### About this task
Filter the records below, keeping only lines with the string "Parser".

[Opening Dataset section]

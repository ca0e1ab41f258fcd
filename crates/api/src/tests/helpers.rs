// Copyright (C) 2026 Fred Clausen
// Use of this source code is governed by an MIT-style
// license that can be found in the LICENSE file or at
// https://opensource.org/licenses/MIT.

//! Test helper functions and fixtures.

use std::collections::HashMap;
use std::io;
use std::path::{Path, PathBuf};

use repatria_domain::Role;
use repatria_persistence::{DependentInput, Persistence};
use tempfile::TempDir;
use time::macros::{date, datetime};
use time::{Date, OffsetDateTime};

use crate::{
    AuthenticatedActor, FileStorage, RegisterRepatriantRequest, RepatriantForm, SpaceProbe,
    StorageDisk, register_repatriant,
};

pub const TEST_PASSWORD: &str = "secret-password";

pub fn create_test_persistence() -> Persistence {
    Persistence::new_in_memory().unwrap()
}

/// Creates a user with the given role and returns it as an actor.
pub fn create_actor(persistence: &mut Persistence, username: &str, role: Role) -> AuthenticatedActor {
    let user_id: i64 = persistence
        .create_user(username, TEST_PASSWORD, "TEST OPERATOR", role, None)
        .unwrap();
    AuthenticatedActor::new(
        user_id,
        username.to_string(),
        String::from("TEST OPERATOR"),
        role,
    )
}

pub fn create_test_admin(persistence: &mut Persistence) -> AuthenticatedActor {
    create_actor(persistence, "admin", Role::Admin)
}

pub fn create_test_registrar(persistence: &mut Persistence) -> AuthenticatedActor {
    create_actor(persistence, "registrar", Role::Registrar)
}

pub fn create_test_social(persistence: &mut Persistence) -> AuthenticatedActor {
    create_actor(persistence, "social", Role::SocialAdaptation)
}

pub fn create_test_housing(persistence: &mut Persistence) -> AuthenticatedActor {
    create_actor(persistence, "housing", Role::HousingDepartment)
}

pub const fn test_today() -> Date {
    date!(2026 - 03 - 01)
}

pub const fn test_now() -> OffsetDateTime {
    datetime!(2026-03-01 12:00:00 UTC)
}

pub fn create_test_form(surname: &str) -> RepatriantForm {
    RepatriantForm {
        surname: Some(surname.to_string()),
        given_name: Some(String::from("иван")),
        patronymic: Some(String::from("петрович")),
        sex: Some(String::from("м")),
        birth_date: Some(String::from("1980-05-17")),
        arrived_from: Some(String::from("казахстан")),
        ..RepatriantForm::default()
    }
}

pub fn create_test_dependent(relationship: &str, full_name: &str, birth_year: &str) -> DependentInput {
    DependentInput {
        relationship: Some(relationship.to_string()),
        full_name: Some(full_name.to_string()),
        birth_year: Some(birth_year.to_string()),
        ..DependentInput::default()
    }
}

/// A storage rooted in a temp dir with two disks.
pub struct TestStorage {
    pub dir: TempDir,
    pub storage: FileStorage,
}

impl TestStorage {
    pub fn path(&self, relative: &str) -> PathBuf {
        self.dir.path().join(relative)
    }
}

/// Probe reporting fixed free space per disk path.
pub struct FixedProbe {
    pub free: HashMap<PathBuf, u64>,
    pub total: u64,
}

impl SpaceProbe for FixedProbe {
    fn available_space(&self, path: &Path) -> io::Result<u64> {
        self.free
            .get(path)
            .copied()
            .ok_or_else(|| io::Error::new(io::ErrorKind::NotFound, "unknown disk"))
    }

    fn total_space(&self, path: &Path) -> io::Result<u64> {
        self.available_space(path).map(|_| self.total)
    }
}

/// Two disks, `disk2` having more free space. Missing entries in `free`
/// make the probe fail for that disk.
pub fn create_test_storage_with(free: &[(&str, u64)]) -> TestStorage {
    let dir: TempDir = TempDir::new().unwrap();
    let disks: Vec<StorageDisk> = ["disk1", "disk2"]
        .iter()
        .enumerate()
        .map(|(i, name)| StorageDisk {
            name: (*name).to_string(),
            path: dir.path().join(name),
            priority: u32::try_from(i).unwrap(),
        })
        .collect();
    let probe: FixedProbe = FixedProbe {
        free: free
            .iter()
            .map(|(name, bytes)| (dir.path().join(name), *bytes))
            .collect(),
        total: 100 * 1024 * 1024 * 1024,
    };
    let storage: FileStorage = FileStorage::with_probe(
        disks,
        dir.path().join("uploads"),
        Some(dir.path().join("backups")),
        Box::new(probe),
    );
    storage.create_folders();
    TestStorage { dir, storage }
}

pub fn create_test_storage() -> TestStorage {
    create_test_storage_with(&[("disk1", 10), ("disk2", 20)])
}

/// Registers a repatriant through the API and returns its ID.
pub fn register_test_repatriant(
    persistence: &mut Persistence,
    storage: &FileStorage,
    actor: &AuthenticatedActor,
    surname: &str,
) -> i64 {
    let request: RegisterRepatriantRequest = RegisterRepatriantRequest {
        form: create_test_form(surname),
        ..RegisterRepatriantRequest::default()
    };
    register_repatriant(persistence, storage, &request, actor, test_today())
        .unwrap()
        .repatriant_id
}
// Copyright (C) 2026 Fred Clausen
// Use of this source code is governed by an MIT-style
// license that can be found in the LICENSE file or at
// https://opensource.org/licenses/MIT.

use crate::{non_blank, normalize_nationality, normalize_text, resolve_nationality, to_upper};

#[test]
fn test_to_upper_handles_cyrillic() {
    assert_eq!(to_upper("иванов"), "ИВАНОВ");
    assert_eq!(to_upper("Сухум, ул. Мира"), "СУХУМ, УЛ. МИРА");
}

#[test]
fn test_to_upper_leaves_blank_values_alone() {
    assert_eq!(to_upper(""), "");
    assert_eq!(to_upper("   "), "   ");
}

#[test]
fn test_uppercase_is_idempotent() {
    for value in ["ivanov", "Абхазия", "mixed Case 12", "", "  ", "ß"] {
        let once: String = to_upper(value);
        assert_eq!(to_upper(&once), once, "not idempotent for {value:?}");
    }
}

#[test]
fn test_normalize_text_keeps_none() {
    assert_eq!(normalize_text(None), None);
    assert_eq!(
        normalize_text(Some(String::from("гагра"))),
        Some(String::from("ГАГРА"))
    );
}

#[test]
fn test_non_blank_trims() {
    assert_eq!(non_blank(Some("  A-12 ")), Some(String::from("A-12")));
    assert_eq!(non_blank(Some("   ")), None);
    assert_eq!(non_blank(None), None);
}

#[test]
fn test_feminine_nationalities_map_to_canonical_form() {
    assert_eq!(normalize_nationality("абхазка"), "АБХАЗ");
    assert_eq!(normalize_nationality(" Абазинка "), "АБАЗИН");
    assert_eq!(normalize_nationality("КАБАРДИНКА"), "КАБАРДИНЕЦ");
    assert_eq!(normalize_nationality("адыгейка"), "АДЫГ");
    assert_eq!(normalize_nationality("убыхка"), "УБЫХ");
}

#[test]
fn test_canonical_nationality_is_uppercased() {
    assert_eq!(normalize_nationality("абхаз"), "АБХАЗ");
}

#[test]
fn test_unknown_nationality_is_only_trimmed() {
    assert_eq!(normalize_nationality("  грузин "), "грузин");
}

#[test]
fn test_other_selection_uses_free_text() {
    assert_eq!(
        resolve_nationality(Some("OTHER"), Some(" Армянин ")),
        Some(String::from("Армянин"))
    );
    assert_eq!(resolve_nationality(Some("OTHER"), None), None);
    assert_eq!(
        resolve_nationality(Some("АБХАЗКА"), Some("ignored")),
        Some(String::from("АБХАЗ"))
    );
    assert_eq!(resolve_nationality(None, None), None);
}
// Copyright (C) 2026 Fred Clausen
// Use of this source code is governed by an MIT-style
// license that can be found in the LICENSE file or at
// https://opensource.org/licenses/MIT.

//! Database backend-specific code.
//!
//! Connection setup, migrations, PRAGMA configuration, and the custom SQL
//! functions the search relies on. Everything that can be expressed in
//! Diesel DSL lives in `queries/` and `mutations/` instead.

pub mod sqlite;
// Copyright (C) 2026 Fred Clausen
// Use of this source code is governed by an MIT-style
// license that can be found in the LICENSE file or at
// https://opensource.org/licenses/MIT.

#![deny(
    clippy::pedantic,
    clippy::cargo,
    clippy::nursery,
    clippy::style,
    clippy::correctness,
    clippy::all
)]
#![allow(clippy::multiple_crate_versions)]

mod config;
mod routes;
mod session;

#[cfg(test)]
mod tests;

use std::path::PathBuf;
use std::sync::Arc;

use axum::{
    Json, Router,
    extract::{DefaultBodyLimit, Path, State},
    http::StatusCode,
    response::{IntoResponse, Response},
    routing::{MethodRouter, get, post, put},
};
use clap::Parser;
use repatria_api::{ApiError, CaseNoteKind, FileStorage, bootstrap_admin};
use repatria_persistence::Persistence;
use serde::{Deserialize, Serialize};
use tokio::sync::Mutex;
use tower_http::trace::TraceLayer;
use tracing::{error, info, warn};

use crate::config::{Overrides, ServerConfig};
use crate::session::SessionOperator;

/// Repatria Server - HTTP server for the repatriant case registry
#[derive(Parser, Debug)]
#[command(author, version, about, long_about = None)]
struct Args {
    /// Path to the `SQLite` database file. If not provided, uses in-memory database.
    #[arg(short, long)]
    database: Option<String>,

    /// Port to bind the server to [default: 3000]
    #[arg(short, long)]
    port: Option<u16>,

    /// Path to a TOML configuration file
    #[arg(short, long)]
    config: Option<PathBuf>,

    /// Root folder for uploads
    #[arg(long)]
    upload_folder: Option<PathBuf>,

    /// The `.docx` application form template
    #[arg(long)]
    form_template: Option<PathBuf>,
}

impl Args {
    fn overrides(&self) -> Overrides {
        Overrides {
            database: self.database.clone(),
            port: self.port,
            upload_folder: self.upload_folder.clone(),
            form_template: self.form_template.clone(),
        }
    }
}

/// Application state shared across handlers.
///
/// The persistence layer sits behind a Mutex, so requests touching the
/// database are serialized.
#[derive(Clone)]
struct AppState {
    persistence: Arc<Mutex<Persistence>>,
    storage: Arc<FileStorage>,
    form_template: Arc<PathBuf>,
}

impl AppState {
    fn new(persistence: Persistence, storage: FileStorage, form_template: PathBuf) -> Self {
        Self {
            persistence: Arc::new(Mutex::new(persistence)),
            storage: Arc::new(storage),
            form_template: Arc::new(form_template),
        }
    }
}

/// Error response type.
#[derive(Debug, Clone, Serialize, Deserialize)]
struct ErrorResponse {
    /// Error indicator.
    error: bool,
    /// Error message.
    message: String,
}

/// HTTP error wrapper that implements `IntoResponse`.
struct HttpError {
    /// The HTTP status code.
    status: StatusCode,
    /// The error message.
    message: String,
}

impl IntoResponse for HttpError {
    fn into_response(self) -> Response {
        let body: Json<ErrorResponse> = Json(ErrorResponse {
            error: true,
            message: self.message,
        });
        (self.status, body).into_response()
    }
}

impl From<ApiError> for HttpError {
    fn from(err: ApiError) -> Self {
        let status: StatusCode = match err {
            ApiError::AuthenticationFailed { .. } => StatusCode::UNAUTHORIZED,
            ApiError::Unauthorized { .. } => StatusCode::FORBIDDEN,
            ApiError::DomainRuleViolation { .. } => StatusCode::UNPROCESSABLE_ENTITY,
            ApiError::InvalidInput { .. } => StatusCode::BAD_REQUEST,
            ApiError::ResourceNotFound { .. } => StatusCode::NOT_FOUND,
            ApiError::Internal { .. } => {
                error!(error = %err, "Internal error");
                StatusCode::INTERNAL_SERVER_ERROR
            }
        };

        Self {
            status,
            message: err.to_string(),
        }
    }
}

/// Routes `PUT`/`DELETE /{base}/{id}` and `POST /{base}/{id}/restore` for
/// one case-note kind.
fn case_note_routes(
    router: Router<AppState>,
    base: &str,
    kind: CaseNoteKind,
    update: MethodRouter<AppState>,
) -> Router<AppState> {
    router
        .route(
            &format!("/{base}/{{id}}"),
            update.delete(
                move |state: State<AppState>, session: SessionOperator, path: Path<i64>| {
                    routes::handle_delete_case_note(kind, state, session, path)
                },
            ),
        )
        .route(
            &format!("/{base}/{{id}}/restore"),
            post(
                move |state: State<AppState>, session: SessionOperator, path: Path<i64>| {
                    routes::handle_restore_case_note(kind, state, session, path)
                },
            ),
        )
}

/// Builds the application router with all endpoints.
fn build_router(app_state: AppState, max_upload_bytes: usize) -> Router {
    let router: Router<AppState> = Router::new()
        .route("/auth/login", post(routes::handle_login))
        .route("/auth/logout", post(routes::handle_logout))
        .route("/auth/whoami", get(routes::handle_whoami))
        .route("/dashboard", get(routes::handle_dashboard))
        .route("/repatriants", post(routes::handle_register))
        .route("/repatriants/search", get(routes::handle_search))
        .route("/api/search-repatriants", get(routes::handle_lookup))
        .route(
            "/repatriants/{id}",
            get(routes::handle_get_repatriant)
                .put(routes::handle_edit_repatriant)
                .delete(routes::handle_delete_repatriant),
        )
        .route("/repatriants/{id}/family", get(routes::handle_family))
        .route("/repatriants/{id}/status", get(routes::handle_status))
        .route("/repatriants/{id}/social", get(routes::handle_social_view))
        .route("/repatriants/{id}/housing", get(routes::handle_housing_view))
        .route("/repatriants/{id}/history", get(routes::handle_history))
        .route("/repatriants/{id}/form", get(routes::handle_form))
        .route(
            "/repatriants/{id}/housing-records",
            get(routes::handle_list_housing_records).post(routes::handle_create_housing_record),
        )
        .route(
            "/repatriants/{id}/social-help",
            get(routes::handle_list_social_help).post(routes::handle_create_social_help),
        )
        .route(
            "/repatriants/{id}/events",
            get(routes::handle_list_events).post(routes::handle_create_event),
        )
        .route(
            "/repatriants/{id}/other",
            get(routes::handle_list_other).post(routes::handle_create_other),
        )
        .route(
            "/repatriants/{id}/housing-department",
            get(routes::handle_list_department_records)
                .post(routes::handle_create_department_record),
        )
        .route(
            "/housing-department/{id}",
            put(routes::handle_update_department_record)
                .delete(routes::handle_delete_department_record),
        )
        .route(
            "/housing-department/{id}/restore",
            post(routes::handle_restore_department_record),
        )
        .route(
            "/housing-queue",
            get(routes::handle_list_queue).post(routes::handle_add_to_queue),
        )
        .route(
            "/housing-queue/{id}",
            put(routes::handle_update_queue_entry).delete(routes::handle_remove_from_queue),
        )
        .route("/uploads/pdf-preview", post(routes::handle_pdf_preview))
        .route("/uploads/{category}", post(routes::handle_upload))
        .route("/files/{category}/{name}", get(routes::handle_serve_file))
        .route(
            "/admin/users",
            get(routes::handle_list_users).post(routes::handle_create_user),
        )
        .route("/admin/users/{id}", axum::routing::delete(routes::handle_delete_user))
        .route("/admin/users/{id}/toggle", post(routes::handle_toggle_user))
        .route("/admin/logs", get(routes::handle_logs))
        .route("/admin/storage", get(routes::handle_storage_stats))
        .route("/admin/reports/summary", get(routes::handle_report_summary))
        .route(
            "/admin/reports/repatriants",
            get(routes::handle_report_repatriants),
        )
        .route("/admin/reports/social", get(routes::handle_report_social))
        .route(
            "/admin/reports/user-activity",
            get(routes::handle_report_user_activity),
        )
        .route("/admin/reports/family", get(routes::handle_report_family))
        .route("/admin/export/{kind}", get(routes::handle_export));

    let router: Router<AppState> = case_note_routes(
        router,
        "housing-records",
        CaseNoteKind::HousingRecord,
        put(routes::handle_update_housing_record),
    );
    let router: Router<AppState> = case_note_routes(
        router,
        "social-help",
        CaseNoteKind::SocialHelp,
        put(routes::handle_update_social_help),
    );
    let router: Router<AppState> = case_note_routes(
        router,
        "events",
        CaseNoteKind::Event,
        put(routes::handle_update_event),
    );
    let router: Router<AppState> = case_note_routes(
        router,
        "other",
        CaseNoteKind::Other,
        put(routes::handle_update_other),
    );

    router
        .layer(DefaultBodyLimit::max(max_upload_bytes))
        .layer(TraceLayer::new_for_http())
        .with_state(app_state)
}

#[tokio::main]
async fn main() -> Result<(), Box<dyn std::error::Error>> {
    // Parse command-line arguments
    let args: Args = Args::parse();

    // Initialize tracing, forwarding `log` records from dependencies
    tracing_log::LogTracer::init()?;
    let subscriber = tracing_subscriber::fmt()
        .with_env_filter(
            tracing_subscriber::EnvFilter::try_from_default_env()
                .unwrap_or_else(|_| tracing_subscriber::EnvFilter::new("info")),
        )
        .finish();
    tracing::subscriber::set_global_default(subscriber)?;

    info!("Initializing Repatria Server");

    let config: ServerConfig =
        ServerConfig::load(args.config.as_deref())?.with_overrides(args.overrides());

    // Initialize persistence (in-memory or file-based based on configuration)
    let mut persistence: Persistence = if let Some(db_path) = &config.database {
        info!("Using file-based database at: {}", db_path);
        Persistence::new_with_file(db_path)?
    } else {
        info!("Using in-memory database");
        Persistence::new_in_memory()?
    };

    if let Some(admin) = &config.bootstrap_admin
        && let Some(user_id) = bootstrap_admin(
            &mut persistence,
            &admin.username,
            &admin.password,
            &admin.full_name,
        )?
    {
        info!(user_id, username = %admin.username, "Created bootstrap administrator");
    }

    let storage: FileStorage = FileStorage::new(
        config.storage_disks.clone(),
        config.upload_folder.clone(),
        config.backup_folder.clone(),
    );
    storage.create_folders();

    if !config.form_template.is_file() {
        warn!(
            path = %config.form_template.display(),
            "Form template not found; form generation will fail"
        );
    }

    let app_state: AppState =
        AppState::new(persistence, storage, config.form_template.clone());

    // Build router
    let app: Router = build_router(app_state, config.max_upload_bytes);

    // Bind to address
    let addr: std::net::SocketAddr = format!("127.0.0.1:{}", config.port).parse()?;
    info!("Server listening on {}", addr);

    // Run server
    let listener = tokio::net::TcpListener::bind(addr).await?;
    axum::serve(listener, app).await?;

    Ok(())
}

[Closing Dataset section]

### Exercise response
use clap::Parser;
#[derive(Parser, Debug)]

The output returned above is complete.